Bug 658571 - libselinux memory leak caused by improper use of __thread
Summary: libselinux memory leak caused by improper use of __thread
Keywords:
Status: CLOSED ERRATA
Alias: None
Product: Red Hat Enterprise Linux 6
Classification: Red Hat
Component: libselinux
Version: 6.0
Hardware: All
OS: Linux
high
high
Target Milestone: rc
: ---
Assignee: Daniel Walsh
QA Contact: Milos Malik
URL:
Whiteboard:
Depends On:
Blocks: 639247 656795 658657 693600
TreeView+ depends on / blocked
 
Reported: 2010-11-30 18:16 UTC by Eric Blake
Modified: 2015-09-28 02:20 UTC (History)
11 users (show)

Fixed In Version: libselinux-2.0.94-3.el6
Doc Type: Bug Fix
Doc Text:
libselinux used __thread variables to store malloc() data in order to minimize computation. Destructors cannot be associated with __thread variables, so malloc() data stored in a __thread void* variable could potentially cause memory leaks upon thread exit. For example, repeatedly starting and stopping domains with libvirt could trigger out-of-memory exceptions, since libvirt starts one thread per domain, and each thread uses libselinux calls such as fgetfilecon. libselinux has been updated to be thread-safe, preventing these potential memory leaks.
Clone Of:
: 658657 (view as bug list)
Environment:
Last Closed: 2011-05-19 14:18:38 UTC
Target Upstream Version:


Attachments (Terms of Use)
simpler reproduction program (496 bytes, text/plain)
2010-11-30 18:29 UTC, Eric Blake
no flags Details
Proposed fix (4.08 KB, patch)
2010-12-02 19:05 UTC, Eamon Walsh
no flags Details | Diff
Miroslav lets add this patch from the other bug. (22.76 KB, patch)
2011-04-05 17:20 UTC, Daniel Walsh
no flags Details | Diff
test case demonstrationg the destruction of innocent pthread_key. (987 bytes, text/x-csrc)
2011-04-15 18:41 UTC, Igor Grobman
no flags Details


Links
System ID Priority Status Summary Last Updated
Red Hat Product Errata RHBA-2011:0751 normal SHIPPED_LIVE libselinux bug fix update 2011-05-18 18:08:59 UTC

Description Eric Blake 2010-11-30 18:16:37 UTC
Description of problem:
Use of __thread variables is great for creating a thread-safe variable, but only insofar as the contents of that variable can safely be abandoned on pthread_exit().  The moment you store malloc()d data into a __thread void* variable, you have leaked memory when the thread exits, since there is no way to associate a destructor with __thread variables.

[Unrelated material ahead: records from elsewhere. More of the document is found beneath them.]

//! Shared-secret authentication for the protected routes.

use axum::{
    extract::{Query, Request, State},
    http::StatusCode,
    middleware::Next,
    response::{IntoResponse, Response},
};
use serde::Deserialize;
use tracing::debug;

use super::AppState;

#[derive(Deserialize)]
pub struct AuthParams {
    key: Option<String>,
}

/// Reject requests whose `key` query parameter does not match the
/// configured API key.
pub async fn require_key(
    State(state): State<AppState>,
    Query(params): Query<AuthParams>,
    request: Request,
    next: Next,
) -> Response {
    if key_matches(params.key.as_deref(), &state.api_key) {
        next.run(request).await
    } else {
        debug!("Rejected {} with missing or wrong key", request.uri().path());
        StatusCode::UNAUTHORIZED.into_response()
    }
}

fn key_matches(provided: Option<&str>, expected: &str) -> bool {
    provided.is_some_and(|key| key == expected)
}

The _only_ safe way to use thread-local caching of malloc()d data is to use pthread_key_create, and associate a destructor that will call free() on the resulting data when the thread exits.

libselinux is guilty of abusing __thread variables to store malloc()d data as a form of a cache, to minimize computation by reusing earlier results from the same thread.  As a result of this memory leak, repeated starting and stopping of domains via libvirt can result in the OOM killer triggering, since libvirt fires up a thread per domain, and each thread uses selinux calls such as fgetfilecon.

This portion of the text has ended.